On October 26, 1915, Geddes left Aleppo and headed for Smyrna and passed through Bozanti. He describes the situation near Bozanti as follows:
There seems to be no end to the caravan which moves over the mountain ridge from Bozanti south; throughout the day from sunrise to sunset, the road as far as one can see is crowded with these exiles. Just outside of Tarsus I saw a dead woman lying by the roadside and farther on passed two more dead women, one of whom was being carried by two gendarmes away from the roadside to be buried. Her legs and arms were so emaciated that the bones were nearly through her flesh and her face was swollen and purple from exposure. Farther along, I saw two gendarmes carrying a dead child between them away from the road where they had dug a grave. Many of these soldiers and gendarmes who follow the caravan have spades and as soon as an Armenian dies they take the corpse away from the roadside and bury it.

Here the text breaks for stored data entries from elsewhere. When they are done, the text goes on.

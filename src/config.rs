use std::path::Path;

use anyhow::{Context, Result};
use serde::{Deserialize, Serialize};
use url::Url;

use crate::audio::MimePolicy;

/// Everything the client needs, passed explicitly to the components that use it.
///
/// Sources, lowest priority first:
/// 1. built-in defaults
/// 2. `config.toml` (optional)
/// 3. `CHAT__<SECTION>__<KEY>` environment variables
/// 4. `GEMINI_API_KEY` for `ai.api_key`
#[derive(Debug, Deserialize, Serialize, Clone, Default)]
#[serde(default)]
pub struct Config {
    pub app: AppConfig,
    pub identity: IdentityConfig,
    pub store: StoreConfig,
    pub ai: AiConfig,
    pub speech: SpeechConfig,
    pub audio: AudioConfig,
}

#[derive(Debug, Deserialize, Serialize, Clone)]
#[serde(default)]
pub struct AppConfig {
    /// Namespace of the shared message collection
    pub app_id: String,
}

impl Default for AppConfig {
    fn default() -> Self {
        Self {
            app_id: "default-app-id".to_string(),
        }
    }
}

#[derive(Debug, Deserialize, Serialize, Clone)]
#[serde(default)]
pub struct IdentityConfig {
    /// 用户ID持久化文件，保持重启间身份一致
    pub user_id_file: String,
    /// Nickname to start with; empty means ask the user
    pub nickname: String,
}

impl Default for IdentityConfig {
    fn default() -> Self {
        Self {
            user_id_file: "chat_user_id.txt".to_string(),
            nickname: String::new(),
        }
    }
}

#[derive(Debug, Deserialize, Serialize, Clone)]
#[serde(default)]
pub struct StoreConfig {
    /// Number of most recent messages in each feed snapshot
    pub feed_limit: usize,
    /// Maximum characters per message
    pub max_message_len: usize,
    /// Messages kept in memory; older ones are dropped
    pub retain_limit: usize,
}

impl Default for StoreConfig {
    fn default() -> Self {
        Self {
            feed_limit: 50,
            max_message_len: 2000,
            retain_limit: 1000,
        }
    }
}

/// Which user messages start an AI turn.
#[derive(Clone, Copy, Debug, Deserialize, Serialize, Default, PartialEq, Eq)]
#[serde(rename_all = "lowercase")]
pub enum AiTrigger {
    #[default]
    Always,
    Mention,
}

#[derive(Debug, Deserialize, Serialize, Clone)]
#[serde(default)]
pub struct AiConfig {
    pub api_key: String,
    pub base_url: String,
    pub model: String,
    pub system_prompt: String,
    /// Nickname shown on AI messages
    pub display_name: String,
    pub trigger: AiTrigger,
    /// Prefix that addresses the AI when `trigger = "mention"`
    pub mention_prefix: String,
    /// Number of recent messages sent as conversation context
    pub history_limit: usize,
    pub timeout_ms: u64,
}

impl Default for AiConfig {
    fn default() -> Self {
        Self {
            api_key: String::new(),
            base_url: "https://generativelanguage.googleapis.com/v1beta".to_string(),
            model: "gemini-2.5-flash-preview-05-20".to_string(),
            system_prompt: "You are a friendly assistant taking part in a group chat. \
                Keep replies short and conversational."
                .to_string(),
            display_name: "Gemini".to_string(),
            trigger: AiTrigger::Always,
            mention_prefix: "@ai".to_string(),
            history_limit: 20,
            timeout_ms: 60_000,
        }
    }
}

/// Where synthesized replies are played.
#[derive(Clone, Debug, Deserialize, Serialize, PartialEq, Eq)]
#[serde(tag = "type", rename_all = "lowercase")]
pub enum SinkKind {
    Null,
    /// Save each reply as `<dir>/<message id>.wav`
    File { dir: String },
    /// Pipe each reply into a player's stdin
    Command {
        program: String,
        #[serde(default)]
        args: Vec<String>,
    },
}

#[derive(Debug, Deserialize, Serialize, Clone)]
#[serde(default)]
pub struct SpeechConfig {
    pub enabled: bool,
    pub model: String,
    pub voice: String,
    pub sink: SinkKind,
    pub player_timeout_ms: u64,
}

impl Default for SpeechConfig {
    fn default() -> Self {
        Self {
            enabled: false,
            model: "gemini-2.5-flash-preview-tts".to_string(),
            voice: "Kore".to_string(),
            sink: SinkKind::File {
                dir: "replies".to_string(),
            },
            player_timeout_ms: 120_000,
        }
    }
}

#[derive(Debug, Deserialize, Serialize, Clone, Default)]
#[serde(default)]
pub struct AudioConfig {
    pub mime_policy: MimePolicy,
}

impl Config {
    /// Load from `path` (required) or `./config.toml` (optional), then the environment.
    pub fn load(path: Option<&Path>) -> Result<Self> {
        let file = match path {
            Some(p) => config::File::from(p).required(true),
            None => config::File::with_name("config").required(false),
        };

        let settings = config::Config::builder()
            .add_source(file)
            .add_source(
                config::Environment::with_prefix("CHAT")
                    .prefix_separator("__")
                    .separator("__")
                    .try_parsing(true),
            )
            .set_override_option("ai.api_key", std::env::var("GEMINI_API_KEY").ok())?
            .build()
            .context("Failed to read configuration")?;

        let config: Config = settings
            .try_deserialize()
            .context("Failed to parse configuration")?;
        Ok(config)
    }

    pub fn validate(&self) -> Result<()> {
        if self.ai.api_key.trim().is_empty() {
            anyhow::bail!("No API key: set GEMINI_API_KEY or ai.api_key");
        }
        Url::parse(&self.ai.base_url)
            .with_context(|| format!("Invalid ai.base_url {:?}", self.ai.base_url))?;
        if self.store.feed_limit == 0 {
            anyhow::bail!("store.feed_limit must be greater than 0");
        }
        if self.store.max_message_len == 0 {
            anyhow::bail!("store.max_message_len must be greater than 0");
        }
        if self.ai.history_limit == 0 {
            anyhow::bail!("ai.history_limit must be greater than 0");
        }
        if self.store.retain_limit < self.store.feed_limit.max(self.ai.history_limit) {
            anyhow::bail!("store.retain_limit must cover store.feed_limit and ai.history_limit");
        }
        if self.ai.trigger == AiTrigger::Mention && self.ai.mention_prefix.trim().is_empty() {
            anyhow::bail!("ai.mention_prefix must be set when ai.trigger = \"mention\"");
        }
        Ok(())
    }

    /// Document path of the shared message collection.
    pub fn collection_path(&self) -> String {
        format!("artifacts/{}/public/data/messages", self.app.app_id)
    }
}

Geddes also writes about his encounter with a woman who had been in Bozanti for two days and had been unable to eat anything except what travelers had given her:
At many places like Bozanti, for example, where there is an encampment of Turkish soldiers, there is not enough bread for these Armenians and only two hours from Bozanti I met a woman who was crying for bread. She told me that she had been in Bozanti for two days and was unable to obtain anything to eat, except what travelers like myself had given her. Many of the beasts of burden belonging to the Armenians die of starvation. It is not an unusual sight to see an Armenian removing a pack from the dead animal and putting it on his own shoulders. Many Armenians told me that although they were allowed to rest at night, they get no sleep because of the pangs of hunger and cold.

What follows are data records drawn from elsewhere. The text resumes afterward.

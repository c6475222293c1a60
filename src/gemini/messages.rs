//! Wire types for the `models/{model}:generateContent` endpoint.

use serde::{Deserialize, Serialize};

use crate::audio::InlineAudio;
use crate::protocol::ChatMessage;

// ======================== Request ========================

#[derive(Serialize, Debug, Clone)]
#[serde(rename_all = "camelCase")]
pub struct GenerateContentRequest {
    pub contents: Vec<Content>,
    #[serde(skip_serializing_if = "Option::is_none")]
    pub system_instruction: Option<Content>,
    #[serde(skip_serializing_if = "Option::is_none")]
    pub generation_config: Option<GenerationConfig>,
}

#[derive(Serialize, Deserialize, Debug, Clone, PartialEq, Eq)]
pub struct Content {
    #[serde(default, skip_serializing_if = "Option::is_none")]
    pub role: Option<String>,
    #[serde(default)]
    pub parts: Vec<Part>,
}

impl Content {
    pub fn text(role: Option<&str>, text: impl Into<String>) -> Self {
        Self {
            role: role.map(str::to_string),
            parts: vec![Part {
                text: Some(text.into()),
                inline_data: None,
            }],
        }
    }
}

#[derive(Serialize, Deserialize, Debug, Clone, PartialEq, Eq)]
#[serde(rename_all = "camelCase")]
pub struct Part {
    #[serde(default, skip_serializing_if = "Option::is_none")]
    pub text: Option<String>,
    #[serde(default, skip_serializing_if = "Option::is_none")]
    pub inline_data: Option<InlineAudio>,
}

#[derive(Serialize, Debug, Clone)]
#[serde(rename_all = "camelCase")]
pub struct GenerationConfig {
    pub response_modalities: Vec<String>,
    #[serde(skip_serializing_if = "Option::is_none")]
    pub speech_config: Option<SpeechSettings>,
}

#[derive(Serialize, Debug, Clone)]
#[serde(rename_all = "camelCase")]
pub struct SpeechSettings {
    pub voice_config: VoiceConfig,
}

#[derive(Serialize, Debug, Clone)]
#[serde(rename_all = "camelCase")]
pub struct VoiceConfig {
    pub prebuilt_voice_config: PrebuiltVoiceConfig,
}

#[derive(Serialize, Debug, Clone)]
#[serde(rename_all = "camelCase")]
pub struct PrebuiltVoiceConfig {
    pub voice_name: String,
}

impl GenerationConfig {
    /// Ask for spoken audio in the given prebuilt voice.
    pub fn audio(voice: &str) -> Self {
        Self {
            response_modalities: vec!["AUDIO".to_string()],
            speech_config: Some(SpeechSettings {
                voice_config: VoiceConfig {
                    prebuilt_voice_config: PrebuiltVoiceConfig {
                        voice_name: voice.to_string(),
                    },
                },
            }),
        }
    }
}

// ======================== Response ========================

#[derive(Deserialize, Debug, Clone, Default)]
#[serde(rename_all = "camelCase")]
pub struct GenerateContentResponse {
    #[serde(default)]
    pub candidates: Vec<Candidate>,
}

#[derive(Deserialize, Debug, Clone)]
#[serde(rename_all = "camelCase")]
pub struct Candidate {
    pub content: Option<Content>,
    pub finish_reason: Option<String>,
}

impl GenerateContentResponse {
    fn first_parts(&self) -> &[Part] {
        self.candidates
            .first()
            .and_then(|c| c.content.as_ref())
            .map(|c| c.parts.as_slice())
            .unwrap_or_default()
    }

    /// Concatenated text of the first candidate, if it has any.
    pub fn text(&self) -> Option<String> {
        let text: String = self
            .first_parts()
            .iter()
            .filter_map(|p| p.text.as_deref())
            .collect();
        if text.trim().is_empty() { None } else { Some(text) }
    }

    /// First `audio/*` inline blob of the first candidate.
    pub fn inline_audio(&self) -> Option<&InlineAudio> {
        self.first_parts()
            .iter()
            .filter_map(|p| p.inline_data.as_ref())
            .find(|d| d.is_audio())
    }
}

// ======================== History mapping ========================

/// Turn chat history into conversation turns.
///
/// AI messages become `model` turns; user messages become `user` turns
/// prefixed with the author's nickname so the model can tell people apart.
/// Leading `model` turns are dropped because a conversation must open with
/// a user turn.
pub fn history_to_contents(history: &[ChatMessage]) -> Vec<Content> {
    history
        .iter()
        .skip_while(|m| m.is_ai)
        .map(|m| {
            if m.is_ai {
                Content::text(Some("model"), m.text.clone())
            } else {
                Content::text(Some("user"), format!("{}: {}", m.nickname, m.text))
            }
        })
        .collect()
}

Geddes continues to write about the circumstances of families and children:
Diseases broke out in several places along the road, and in Aleppo several cases of typhus fever among the Armenians were reported when I left. Many families have been separated, the men being sent in one direction and the women and children in another. I saw one woman, who was with child, lying in the middle of the road crying, and over her stood a gendarme threatening her if she did not get up and walk. Many children are born along the way and most of these die as their mothers have no nourishment for them.

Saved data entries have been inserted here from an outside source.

//! gemini - Generative language API client
//!
//! Text replies and speech synthesis both go through `generateContent`;
//! speech comes back as base64 PCM16 in an `inlineData` part.

mod client;
pub mod messages;

use async_trait::async_trait;
use thiserror::Error;

use crate::audio::InlineAudio;
use crate::protocol::ChatMessage;

pub use client::GeminiClient;

#[derive(Debug, Error)]
pub enum GeminiError {
    #[error("Request to generative API failed: {0}")]
    Transport(#[from] reqwest::Error),
    #[error("Generative API returned HTTP {status}: {body}")]
    Status { status: u16, body: String },
    #[error("No user message to reply to")]
    EmptyConversation,
    #[error("Generative API returned no text")]
    EmptyResponse,
    #[error("Generative API returned no audio")]
    NoAudio,
}

/// The AI side of a conversation.
#[async_trait]
pub trait ChatModel: Send + Sync {
    /// Produce the next reply given the recent chat history, oldest first.
    async fn reply(&self, history: &[ChatMessage]) -> Result<String, GeminiError>;

    /// Speak `text`; returns raw PCM16 as base64 inline data.
    async fn synthesize(&self, text: &str) -> Result<InlineAudio, GeminiError>;
}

Geddes concludes that "the sights that I saw on my return trip were worse than those on my trip going".

==Death==
George Horton, American Consul General in Smyrna, reported the death of Geddes to the State Department of the United States:
Mr. Geddes committed suicide by shooting himself through the head with a revolver at his room in the Kraemer Hotel of this city early on the morning of the 7th November 1915. He was seen by myself and others on the preceding afternoon and was perfectly sane and natural in his behaviour and manner of talking giving no indication that he contemplated taking away his life. It is the opinion of those who knew him best here that certain experiences which he has passed through since he has been in Turkey preyed heavily upon his mind. He was dragged from his horse at Alexandretta in the month of October 1914 by Turkish soldiers, beaten and otherwise maltreated and thrown into prison. Just recently in returning from Aleppo, he passed for days through the scenes which are resulting from the measures which are being taken against the Armenians by the Turkish Authorities. It was noticed that he was greatly changed and saddened on his return from Aleppo. In dictating to the stenographer of the Consulate General an account of what he saw, he broke down several times. He was particularly affected in speaking of the sufferings and deaths of the children who were perishing in thousands.

He was survived by his wife and their son, who had returned to the United States at the outbreak of World War I.